Animal Habitat

Besides the many bird species, the Sanctuary offers a home to many animals, large and small. The backwaters of the Battenkill, for instance, provide the kind of slow insect-filled water favored by many amphibian species and which, in turn, become the prey of animals like the Fisher, Fox, Coyote, Skunk, Raccoon, and Heron. Both the Painted Turtle and Wood Tortoise find good conditions in these areas. Beavers are commonly found here and lodges are evident in most years at the river bank or in an island of wood debris which they construct. Fields attract Woodchucks; woodlands attract Squirrels, red and grey. The combination of woods and fields creates the ideal home for White Tailed Deer.
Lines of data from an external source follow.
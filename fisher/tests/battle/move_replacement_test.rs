use assert_matches::assert_matches;
use fisher::{
    battle::{
        Battle,
        BattleOutcome,
        BattleState,
        LearnMoveRequest,
        Request,
    },
    game::GameState,
};
use fisher_data::Id;
use fisher_test_utils::{
    TestGameBuilder,
    assert_invalid_input,
    assert_new_logs_eq,
    static_local_data_store,
};

/// A level 2 Guppy close to level 3, strong enough to defeat a floor 15 Sewer Rat in three turns.
fn leveling_battle(moves: &[&str]) -> (GameState, Battle<'static>) {
    let data = static_local_data_store();
    let builder = TestGameBuilder::new()
        .with_member("guppy")
        .with_floor(15)
        .with_monster("sewer_rat");
    let mut game = builder.build_game(data).unwrap();
    let guppy = &mut game.party[0];
    guppy.level = 2;
    guppy.xp = 40;
    guppy.xp_to_next = 50;
    guppy.atk = 100;
    guppy.moves = moves.iter().map(|id| Id::from(*id)).collect();
    let battle = builder.build_battle(&game, data).unwrap();
    (game, battle)
}

#[test]
fn full_move_list_asks_for_replacement() {
    let (mut game, mut battle) = leveling_battle(&["splash", "bubble_shot", "fin_slash"]);
    battle.make_choice(&mut game, "move splash").unwrap();
    battle.make_choice(&mut game, "move splash").unwrap();
    battle.new_logs().count();

    let report = battle.make_choice(&mut game, "move splash").unwrap();
    pretty_assertions::assert_eq!(
        report.messages,
        vec![
            "Guppy uses Splash! Deals 15 damage.",
            "Sewer Rat was defeated!",
            "Found 17 gold!",
            "Guppy gained 32 XP!",
            "Guppy grew to level 3!",
            "Guppy wants to learn Tackle!",
        ]
    );
    assert_new_logs_eq(
        &mut battle,
        &[
            "turn|turn:3",
            "move|mon:Guppy,player|name:Splash",
            "damage|mon:Sewer Rat,monster|health:0/42",
            "faint|mon:Sewer Rat,monster",
            "gold|amount:17",
            "exp|mon:Guppy,player|exp:32",
            "levelup|mon:Guppy,player|level:3",
            "pendingmove|mon:Guppy,player|move:Tackle",
            "win|side:player",
        ],
    );
    assert_eq!(report.outcome, None);
    assert_eq!(
        report.request,
        Some(Request::LearnMove(LearnMoveRequest {
            member: 0,
            move_id: Id::from("tackle"),
        }))
    );
    assert_matches!(battle.state(), BattleState::AwaitingMoveReplacement(_));
    assert!(!battle.ended());
    assert_eq!(battle.request(&game), report.request);

    let guppy = &game.party[0];
    assert_eq!(guppy.level, 3);
    assert_eq!(guppy.xp, 22);
    assert_eq!(guppy.xp_to_next, 75);
    assert_eq!(guppy.max_hp, 35);
    assert_eq!(guppy.hp, 33);
    assert_eq!(guppy.pending_move, Some(Id::from("tackle")));
    assert_eq!(game.gold, 17);

    assert_invalid_input(battle.make_choice(&mut game, "move splash"));
    assert_invalid_input(battle.make_choice(&mut game, "learnmove 3"));
    assert_eq!(game.party[0].pending_move, Some(Id::from("tackle")));

    let report = battle.make_choice(&mut game, "learnmove 0").unwrap();
    assert_eq!(report.messages, vec!["Guppy forgot Splash and learned Tackle!"]);
    assert_new_logs_eq(
        &mut battle,
        &[
            "forgetmove|mon:Guppy,player|move:Splash",
            "learnmove|mon:Guppy,player|move:Tackle",
        ],
    );
    assert_matches!(report.outcome, Some(BattleOutcome::MonsterDefeated(victory)) => {
        assert_eq!(victory.monster, Id::from("sewer_rat"));
        assert_eq!(victory.experience.pending, Some(Id::from("tackle")));
    });
    assert!(battle.ended());
    assert_eq!(
        game.party[0].moves,
        vec![
            Id::from("tackle"),
            Id::from("bubble_shot"),
            Id::from("fin_slash"),
        ]
    );
    assert_eq!(game.party[0].pending_move, None);
}

#[test]
fn pending_move_can_be_skipped() {
    let (mut game, mut battle) = leveling_battle(&["splash", "bubble_shot", "fin_slash"]);
    while battle.state() == &BattleState::Ready {
        battle.make_choice(&mut game, "move splash").unwrap();
    }
    battle.new_logs().count();

    let report = battle.make_choice(&mut game, "learnmove skip").unwrap();
    assert_eq!(report.messages, vec!["Guppy did not learn Tackle."]);
    assert_new_logs_eq(&mut battle, &["skipmove|mon:Guppy,player|move:Tackle"]);
    assert!(battle.ended());
    assert_eq!(
        game.party[0].moves,
        vec![
            Id::from("splash"),
            Id::from("bubble_shot"),
            Id::from("fin_slash"),
        ]
    );
    assert_eq!(game.party[0].pending_move, None);
}

#[test]
fn free_slot_learns_move_directly() {
    let (mut game, mut battle) = leveling_battle(&["splash"]);
    battle.make_choice(&mut game, "move splash").unwrap();
    battle.make_choice(&mut game, "move splash").unwrap();
    battle.new_logs().count();

    let report = battle.make_choice(&mut game, "move splash").unwrap();
    assert_eq!(
        report.messages[4..],
        ["Guppy grew to level 3!", "Guppy learned Tackle!"]
    );
    assert_new_logs_eq(
        &mut battle,
        &[
            "turn|turn:3",
            "move|mon:Guppy,player|name:Splash",
            "damage|mon:Sewer Rat,monster|health:0/42",
            "faint|mon:Sewer Rat,monster",
            "gold|amount:17",
            "exp|mon:Guppy,player|exp:32",
            "levelup|mon:Guppy,player|level:3",
            "learnmove|mon:Guppy,player|move:Tackle",
            "win|side:player",
        ],
    );
    assert_matches!(report.outcome, Some(BattleOutcome::MonsterDefeated(_)));
    assert!(battle.ended());
    assert_eq!(
        game.party[0].moves,
        vec![Id::from("splash"), Id::from("tackle")]
    );
}
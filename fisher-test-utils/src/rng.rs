use std::{
    any::Any,
    collections::hash_map::Entry,
};

use ahash::{
    HashMap,
    HashMapExt,
};
use fisher::battle::Battle;
use fisher_prng::{
    PseudoRandomNumberGenerator,
    RealPseudoRandomNumberGenerator,
};

/// A controlled random number generator, for tests that need to force a monster's move choice.
///
/// Fake values are keyed by their position in the sequence, starting at 1.
pub struct ControlledRandomNumberGenerator {
    count: usize,
    fake_values: HashMap<usize, u64>,
    real: RealPseudoRandomNumberGenerator,
}

impl ControlledRandomNumberGenerator {
    pub fn new(seed: Option<u64>) -> Self {
        Self {
            count: 0,
            fake_values: HashMap::new(),
            real: RealPseudoRandomNumberGenerator::new(seed),
        }
    }

    pub fn sequence_count(&self) -> usize {
        self.count
    }

    pub fn insert_fake_value(&mut self, count: usize, value: u64) {
        self.fake_values.insert(count, value);
    }

    pub fn insert_fake_values<I>(&mut self, iterable: I)
    where
        I: IntoIterator<Item = (usize, u64)>,
    {
        self.fake_values.extend(iterable);
    }

    /// Inserts fake values for upcoming draws, where `1` is the next draw.
    pub fn insert_fake_values_relative_to_sequence_count<I>(&mut self, iterable: I)
    where
        I: IntoIterator<Item = (usize, u64)>,
    {
        let count = self.count;
        self.fake_values.extend(
            iterable
                .into_iter()
                .map(|(offset, value)| (offset + count, value)),
        );
    }
}

impl PseudoRandomNumberGenerator for ControlledRandomNumberGenerator {
    fn initial_seed(&self) -> u64 {
        self.real.initial_seed()
    }

    fn next(&mut self) -> u64 {
        // Roll the underlying RNG to keep the sequence consistent, even if we do not use the value.
        let next = self.real.next();
        self.count += 1;
        match self.fake_values.entry(self.count) {
            Entry::Occupied(fake_entry) => fake_entry.remove(),
            Entry::Vacant(_) => next,
        }
    }

    fn as_any_mut(&mut self) -> &mut dyn Any {
        self
    }
}

/// Returns the battle's random number generator, if it was built with controlled randomness.
pub fn get_controlled_rng_for_battle<'b>(
    battle: &'b mut Battle<'_>,
) -> Option<&'b mut ControlledRandomNumberGenerator> {
    battle
        .prng_mut()
        .as_any_mut()
        .downcast_mut::<ControlledRandomNumberGenerator>()
}
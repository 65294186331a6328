use ahash::HashMap;
use thiserror::Error;

use crate::{
    Id,
    MonsterData,
    MoveData,
    SpeciesData,
};

/// The deepest floor of the dungeon.
pub const MAX_FLOOR: u32 = 100;

/// A violation of the catalog's internal contract.
#[derive(Debug, Error, PartialEq, Eq)]
pub enum CatalogError {
    #[error("no monster can appear on floor {0}")]
    UncoveredFloor(u32),
    #[error("{owner} references unknown move {move_id}")]
    UnknownMove { owner: Id, move_id: Id },
    #[error("monster {0} has no moves")]
    MonsterWithoutMoves(Id),
    #[error("species {0} starts with no moves")]
    SpeciesWithoutMoves(Id),
}

/// Validates that the catalog tables are consistent with each other.
///
/// Every floor from 1 to [`MAX_FLOOR`] must be covered by at least one monster template, and every
/// move referenced by a species or a monster must exist.
pub fn validate_catalog(
    species: &HashMap<Id, SpeciesData>,
    moves: &HashMap<Id, MoveData>,
    monsters: &HashMap<Id, MonsterData>,
) -> Result<(), CatalogError> {
    let check_move = |owner: &Id, move_id: &Id| {
        if moves.contains_key(move_id) {
            Ok(())
        } else {
            Err(CatalogError::UnknownMove {
                owner: owner.clone(),
                move_id: move_id.clone(),
            })
        }
    };

    let mut species_ids = species.keys().collect::<Vec<_>>();
    species_ids.sort();
    for id in species_ids {
        let data = &species[id];
        if data.starter_moves.is_empty() {
            return Err(CatalogError::SpeciesWithoutMoves(id.clone()));
        }
        for move_id in data
            .starter_moves
            .iter()
            .chain(data.learnset.iter().map(|entry| &entry.move_id))
        {
            check_move(id, move_id)?;
        }
    }

    let mut monster_ids = monsters.keys().collect::<Vec<_>>();
    monster_ids.sort();
    for id in monster_ids {
        let data = &monsters[id];
        if data.moves.is_empty() {
            return Err(CatalogError::MonsterWithoutMoves(id.clone()));
        }
        for move_id in &data.moves {
            check_move(id, move_id)?;
        }
    }

    match (1..=MAX_FLOOR).find(|floor| {
        !monsters
            .values()
            .any(|monster| monster.floor_range.contains(*floor))
    }) {
        Some(floor) => Err(CatalogError::UncoveredFloor(floor)),
        None => Ok(()),
    }
}
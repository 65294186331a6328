use std::ops::{
    Deref,
    DerefMut,
};

use fisher_data::Id;
use serde::{
    Deserialize,
    Serialize,
};

use crate::combat::Combatant;

/// A monster encountered on a floor of the dungeon.
///
/// Dereferences to its [`Combatant`].
#[derive(Debug, Clone, PartialEq, Eq, Serialize, Deserialize)]
#[serde(rename_all = "camelCase")]
pub struct Monster {
    /// The template the monster was generated from.
    pub id: Id,
    pub floor: u32,
    #[serde(flatten)]
    pub combatant: Combatant,
    pub gold_reward: u32,
    pub xp_reward: u32,
}

impl Deref for Monster {
    type Target = Combatant;

    fn deref(&self) -> &Self::Target {
        &self.combatant
    }
}

impl DerefMut for Monster {
    fn deref_mut(&mut self) -> &mut Self::Target {
        &mut self.combatant
    }
}
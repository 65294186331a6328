use serde::{
    Deserialize,
    Serialize,
};

use crate::{
    Fraction,
    Stat,
};

/// The effect of using an item on a party member.
#[derive(Debug, Clone, PartialEq, Eq, Serialize, Deserialize)]
#[serde(tag = "type", rename_all = "snake_case")]
pub enum ItemEffect {
    /// Restores a flat amount of HP to a conscious member.
    Heal { power: u32 },
    /// Revives a fainted member with a fraction of their maximum HP.
    Revive { fraction: Fraction },
    /// Permanently raises a stat.
    Stat { stat: Stat, amount: u32 },
}

/// Data about a particular item.
#[derive(Debug, Clone, PartialEq, Eq, Serialize, Deserialize)]
pub struct ItemData {
    pub name: String,
    #[serde(default)]
    pub description: String,
    /// Price in the shop.
    pub price: u32,
    #[serde(flatten)]
    pub effect: ItemEffect,
}
use serde_string_enum::{
    DeserializeLabeledStringEnum,
    SerializeLabeledStringEnum,
};

/// The category of a move, which decides how it is resolved in battle.
#[derive(
    Debug,
    Clone,
    Copy,
    PartialEq,
    Eq,
    Hash,
    SerializeLabeledStringEnum,
    DeserializeLabeledStringEnum,
)]
pub enum MoveCategory {
    /// Deals damage to the opponent.
    #[string = "damage"]
    #[alias = "attack"]
    Damage,
    /// Restores the user's HP.
    #[string = "heal"]
    Heal,
    /// Temporarily raises one of the user's stats.
    #[string = "buff"]
    Buff,
}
Though hunting is not permitted within the Sanctuary, its varied habitat provides an ideal breeding ground for Deer. This is important for those who do hunt because the encroachment of suburbia in a formerly rural county reduces not only hunting areas but areas where Deer can breed. The Eastern Black Bear has been seen on the Sanctuary, but of course its wide territory precludes listing it as a regular resident. The same can be said of the Red Fox, Grey Fox, and Eastern Coyote. Although often observed here their territorial range is always wider than the Sanctuary's borders. In the undergrowth of the forested land lives a variety of snakes: Green, Ring-necked, "Brown" and Red King snakes among others. Snakes, of course, don't readily show themselves; even less so do we encounter the various species of salamanders who find homes on the forest floor and in places as inauspicious as fallen trees and rotting logs. The Red Eft and the Jefferson Salamander are examples of these. Others live in the creeks under rocks.